Make no mistake: John Lewis and Waitrose are bold, aggressive players in their respective marketplaces, known for high-touch service and booming internet operations. At the same time, they reject the lowest-common-denominator wage-and-benefit policies that define so much of the retail sector, in favor of a commitment to sharing the wealth they create with everyone who helps to create it. This partnership model has become so financially productive, and so socially appealing, that the British government talked openly about the virtues a “John Lewis economy” as a “genuinely inclusive and popular” form of capitalism in which more and more people own a stake in where they work and share in their companies’ profits.
Just as noteworthy, John Lewis operates as a full-fledged democracy that distributes power up and down the ranks. It’s a business in which employees and their elected representatives debate issues large and small. Democracy at John Lewis is not a metaphor or a state of mind. It is a system of management and governance that includes rank-and-file access to financial information, the right to express opinions without fear of retribution, and elections to boards and councils that have a say in strategy. Indeed, the organization takes grassroots participation and shared decision making so seriously that it has 50 full-time “democracy coaches” whose only job is to deepen the level of engagement and participation.
It may sound unwieldy, perhaps downright inefficient, but it’s how things have worked since 1929, and they’ve worked quite well. In fact, it’s all set out in writing, in The Constitution of the John Lewis Partnership. The Constitution established 113 principles that determine how the organization is governed, including a right to “comfortable and businesslike but not luxurious” working conditions, and “openness, tolerance, and freedom to express criticism, questions and suggestions (even at the risk of controversy).” As one senior executive explained to me, “The focus of most companies is to improve their financial capital. Our focus is on social capital.”

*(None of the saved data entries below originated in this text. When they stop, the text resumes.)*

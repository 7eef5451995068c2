//! Non-exclusive batched asynchronous subscription.

use std::sync::atomic::{AtomicBool, AtomicI64, Ordering};
use std::sync::Arc;
use std::time::Duration;

use futures::stream::BoxStream;
use futures::StreamExt;
use tokio::sync::{watch, Mutex};
use tokio::task::JoinHandle;
use tokio::time::Instant;
use tracing::{debug, error, info, trace, warn};

use crate::eventstore::{
    AggregateType, EventStore, GlobalEventOrder, PersistedEvent, SubscriberId, Tenant,
};
use crate::retry::RetryBackoff;

use super::{
    BatchedEventHandler, DurableSubscriptionRepository, EventStoreSubscription,
    SubscriptionConfig, SubscriptionResult, SubscriptionResumePoint, UnsubscribeCallback,
};

/// How long `stop` waits for in-flight batch callbacks to settle before
/// persisting the resume point.
const STOP_DRAIN_WINDOW: Duration = Duration::from_millis(500);

struct PullLoop {
    shutdown: watch::Sender<bool>,
    handle: JoinHandle<()>,
}

/// A non-exclusive, batched, asynchronous catch-up subscription.
///
/// Events are pulled from the store's polling stream and buffered until
/// either `max_batch_size` events are pending or `max_latency` has elapsed
/// since the first pending event, whichever comes first; the batch is then
/// handed to the [`BatchedEventHandler`]. The resume cursor tracks the
/// highest acknowledged order plus one and is persisted on stop and reset
/// only — delivery is at-least-once after a crash.
///
/// Multiple instances may consume the same stream independently; nothing
/// here takes an exclusive lock.
pub struct BatchedSubscription {
    event_store: Arc<dyn EventStore>,
    repository: Arc<dyn DurableSubscriptionRepository>,
    aggregate_type: AggregateType,
    subscriber_id: SubscriberId,
    on_first_subscribe_from: GlobalEventOrder,
    only_include_events_for_tenant: Option<Tenant>,
    config: SubscriptionConfig,
    handler: Arc<dyn BatchedEventHandler>,
    unsubscribe_callback: Option<UnsubscribeCallback>,

    started: AtomicBool,
    /// Next order to resume from; shared with the pull loop.
    next_resume: Arc<AtomicI64>,
    resume_point: Mutex<Option<SubscriptionResumePoint>>,
    pull_loop: Mutex<Option<PullLoop>>,
}

impl BatchedSubscription {
    /// Panics if `config.max_batch_size` is 0.
    pub fn new(
        event_store: Arc<dyn EventStore>,
        repository: Arc<dyn DurableSubscriptionRepository>,
        aggregate_type: AggregateType,
        subscriber_id: SubscriberId,
        on_first_subscribe_from: GlobalEventOrder,
        config: SubscriptionConfig,
        handler: Arc<dyn BatchedEventHandler>,
    ) -> Self {
        assert!(
            config.max_batch_size > 0,
            "max_batch_size must be greater than 0"
        );
        Self {
            event_store,
            repository,
            aggregate_type,
            subscriber_id,
            on_first_subscribe_from,
            only_include_events_for_tenant: None,
            config,
            handler,
            unsubscribe_callback: None,
            started: AtomicBool::new(false),
            next_resume: Arc::new(AtomicI64::new(0)),
            resume_point: Mutex::new(None),
            pull_loop: Mutex::new(None),
        }
    }

    /// Restricts the subscription to events of one tenant.
    pub fn with_tenant_filter(mut self, tenant: Tenant) -> Self {
        self.only_include_events_for_tenant = Some(tenant);
        self
    }

    pub fn with_unsubscribe_callback(mut self, callback: UnsubscribeCallback) -> Self {
        self.unsubscribe_callback = Some(callback);
        self
    }

    async fn override_resume_point(&self, order: GlobalEventOrder) -> SubscriptionResult<()> {
        info!(
            subscriber = %self.subscriber_id,
            aggregate = %self.aggregate_type,
            resume_from = %order,
            "overriding resume point"
        );
        let resume_point = {
            let mut guard = self.resume_point.lock().await;
            let resume_point = match guard.as_mut() {
                Some(resume_point) => {
                    resume_point.resume_from_and_including = order;
                    resume_point.last_updated = chrono::Utc::now();
                    resume_point.clone()
                }
                None => {
                    let mut resume_point = self
                        .repository
                        .get_or_create_resume_point(
                            &self.subscriber_id,
                            &self.aggregate_type,
                            order,
                        )
                        .await?;
                    resume_point.resume_from_and_including = order;
                    *guard = Some(resume_point.clone());
                    resume_point
                }
            };
            self.next_resume.store(order.value(), Ordering::SeqCst);
            resume_point
        };
        self.repository.save_resume_point(&resume_point).await?;
        if let Err(err) = self.handler.on_reset_from(order).await {
            info!(
                subscriber = %self.subscriber_id,
                error = ?err,
                "handler failed to process reset notification"
            );
        }
        Ok(())
    }
}

#[async_trait::async_trait]
impl EventStoreSubscription for BatchedSubscription {
    fn subscriber_id(&self) -> &SubscriberId {
        &self.subscriber_id
    }

    fn aggregate_type(&self) -> &AggregateType {
        &self.aggregate_type
    }

    fn only_include_events_for_tenant(&self) -> Option<&Tenant> {
        self.only_include_events_for_tenant.as_ref()
    }

    fn is_started(&self) -> bool {
        self.started.load(Ordering::SeqCst)
    }

    fn is_active(&self) -> bool {
        self.is_started()
    }

    fn is_exclusive(&self) -> bool {
        false
    }

    fn is_in_transaction(&self) -> bool {
        false
    }

    async fn start(&self) -> SubscriptionResult<()> {
        if self.started.swap(true, Ordering::SeqCst) {
            debug!(
                subscriber = %self.subscriber_id,
                aggregate = %self.aggregate_type,
                "subscription already started"
            );
            return Ok(());
        }

        info!(
            subscriber = %self.subscriber_id,
            aggregate = %self.aggregate_type,
            "looking up subscription resume point"
        );
        let resume_point = match self
            .repository
            .get_or_create_resume_point(
                &self.subscriber_id,
                &self.aggregate_type,
                self.on_first_subscribe_from,
            )
            .await
        {
            Ok(resume_point) => resume_point,
            Err(err) => {
                self.started.store(false, Ordering::SeqCst);
                return Err(err);
            }
        };
        info!(
            subscriber = %self.subscriber_id,
            aggregate = %self.aggregate_type,
            resume_from = %resume_point.resume_from_and_including,
            "starting subscription"
        );

        self.next_resume
            .store(resume_point.resume_from_and_including.value(), Ordering::SeqCst);
        let stream = self.event_store.poll_events(
            &self.aggregate_type,
            resume_point.resume_from_and_including,
            self.config.poll_batch_size,
            self.config.poll_interval,
            self.only_include_events_for_tenant.as_ref(),
            &self.subscriber_id,
        );
        *self.resume_point.lock().await = Some(resume_point);

        let (shutdown_tx, shutdown_rx) = watch::channel(false);
        let handle = tokio::spawn(run_pull_loop(
            stream,
            Arc::clone(&self.handler),
            self.config.max_batch_size,
            self.config.max_latency,
            self.config.retry,
            Arc::clone(&self.next_resume),
            shutdown_rx,
            self.subscriber_id.clone(),
            self.aggregate_type.clone(),
        ));
        *self.pull_loop.lock().await = Some(PullLoop {
            shutdown: shutdown_tx,
            handle,
        });
        Ok(())
    }

    async fn stop(&self) {
        if !self.started.load(Ordering::SeqCst) {
            return;
        }
        info!(
            subscriber = %self.subscriber_id,
            aggregate = %self.aggregate_type,
            "stopping subscription"
        );

        if let Some(pull_loop) = self.pull_loop.lock().await.take() {
            let _ = pull_loop.shutdown.send(true);
            // Let in-flight callbacks settle; a loop that does not exit in
            // time is abandoned rather than waited on.
            let mut handle = pull_loop.handle;
            if tokio::time::timeout(STOP_DRAIN_WINDOW, &mut handle)
                .await
                .is_err()
            {
                debug!(
                    subscriber = %self.subscriber_id,
                    "pull loop did not settle within the drain window"
                );
                handle.abort();
            }
        }

        let mut guard = self.resume_point.lock().await;
        if let Some(resume_point) = guard.as_mut() {
            resume_point.resume_from_and_including =
                GlobalEventOrder(self.next_resume.load(Ordering::SeqCst));
            resume_point.last_updated = chrono::Utc::now();
            debug!(
                subscriber = %self.subscriber_id,
                resume_from = %resume_point.resume_from_and_including,
                "storing resume point"
            );
            if let Err(err) = self.repository.save_resume_point(resume_point).await {
                error!(
                    subscriber = %self.subscriber_id,
                    error = %err,
                    "failed to persist resume point during stop"
                );
            }
        }
        drop(guard);

        self.started.store(false, Ordering::SeqCst);
        info!(
            subscriber = %self.subscriber_id,
            aggregate = %self.aggregate_type,
            "stopped subscription"
        );
    }

    async fn reset_from(
        &self,
        order: GlobalEventOrder,
        processor: Box<dyn FnOnce(GlobalEventOrder) + Send>,
    ) -> SubscriptionResult<()> {
        let was_started = self.started.load(Ordering::SeqCst);
        if was_started {
            info!(
                subscriber = %self.subscriber_id,
                aggregate = %self.aggregate_type,
                resume_from = %order,
                "resetting resume point and restarting the subscriber"
            );
            self.stop().await;
        }
        self.override_resume_point(order).await?;
        processor(order);
        if was_started {
            self.start().await?;
        }
        Ok(())
    }

    async fn current_resume_point(&self) -> Option<SubscriptionResumePoint> {
        self.resume_point.lock().await.clone()
    }

    fn unsubscribe(&self) {
        info!(
            subscriber = %self.subscriber_id,
            aggregate = %self.aggregate_type,
            "initiating unsubscription"
        );
        if let Some(callback) = &self.unsubscribe_callback {
            callback(&self.subscriber_id, &self.aggregate_type);
        }
    }
}

/// Consumes the polling stream, batching by size or latency, and advances
/// the shared resume cursor as batches are acknowledged.
#[allow(clippy::too_many_arguments)]
async fn run_pull_loop(
    mut stream: BoxStream<'static, PersistedEvent>,
    handler: Arc<dyn BatchedEventHandler>,
    max_batch_size: usize,
    max_latency: Duration,
    retry: RetryBackoff,
    next_resume: Arc<AtomicI64>,
    mut shutdown: watch::Receiver<bool>,
    subscriber_id: SubscriberId,
    aggregate_type: AggregateType,
) {
    let mut pending: Vec<PersistedEvent> = Vec::with_capacity(max_batch_size);
    let mut deadline: Option<Instant> = None;

    loop {
        tokio::select! {
            changed = shutdown.changed() => {
                if changed.is_err() || *shutdown.borrow() {
                    deliver(&handler, &retry, &next_resume, &subscriber_id, &aggregate_type, &mut pending).await;
                    break;
                }
            }
            maybe_event = stream.next() => match maybe_event {
                Some(event) => {
                    if pending.is_empty() {
                        deadline = Some(Instant::now() + max_latency);
                    }
                    pending.push(event);
                    if pending.len() >= max_batch_size {
                        deliver(&handler, &retry, &next_resume, &subscriber_id, &aggregate_type, &mut pending).await;
                        deadline = None;
                    }
                }
                None => {
                    deliver(&handler, &retry, &next_resume, &subscriber_id, &aggregate_type, &mut pending).await;
                    break;
                }
            },
            _ = tokio::time::sleep_until(deadline.unwrap_or_else(Instant::now)), if deadline.is_some() => {
                deliver(&handler, &retry, &next_resume, &subscriber_id, &aggregate_type, &mut pending).await;
                deadline = None;
            }
        }
    }
    debug!(
        subscriber = %subscriber_id,
        aggregate = %aggregate_type,
        "subscription pull loop exited"
    );
}

/// Delivers the pending batch, retrying per policy. A batch that exhausts
/// its retries is skipped: the cursor still advances past it, restoring
/// demand for the events after it.
async fn deliver(
    handler: &Arc<dyn BatchedEventHandler>,
    retry: &RetryBackoff,
    next_resume: &AtomicI64,
    subscriber_id: &SubscriberId,
    aggregate_type: &AggregateType,
    pending: &mut Vec<PersistedEvent>,
) {
    if pending.is_empty() {
        return;
    }
    let batch = std::mem::take(pending);
    let mut attempt = 1u32;
    loop {
        match handler.handle_batch(&batch).await {
            Ok(()) => {
                trace!(
                    subscriber = %subscriber_id,
                    count = batch.len(),
                    "batch delivered"
                );
                break;
            }
            Err(err) => match retry.delay_after(attempt) {
                Some(delay) => {
                    warn!(
                        subscriber = %subscriber_id,
                        aggregate = %aggregate_type,
                        attempt,
                        error = ?err,
                        "batch delivery failed; retrying"
                    );
                    tokio::time::sleep(delay).await;
                    attempt += 1;
                }
                None => {
                    error!(
                        subscriber = %subscriber_id,
                        aggregate = %aggregate_type,
                        count = batch.len(),
                        first_order = %batch[0].global_order,
                        error = ?err,
                        "skipping event batch after exhausting retries"
                    );
                    break;
                }
            },
        }
    }
    if let Some(max_order) = batch.iter().map(|event| event.global_order.value()).max() {
        next_resume.store(max_order + 1, Ordering::SeqCst);
    }
}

To be sure, I don’t expect Walmart, American Airlines, or Wells Fargo to transform themselves into U.S. versions of John Lewis — companies where rank-and-file employees have a major piece of the action, a real voice in strategy, even a vote on who represents them in the boardroom. But is it too much to ask, at a time when so many big companies are enjoying so much prosperity, that their leaders imagine a more expansive and sustainable definition of success for everyone in the company?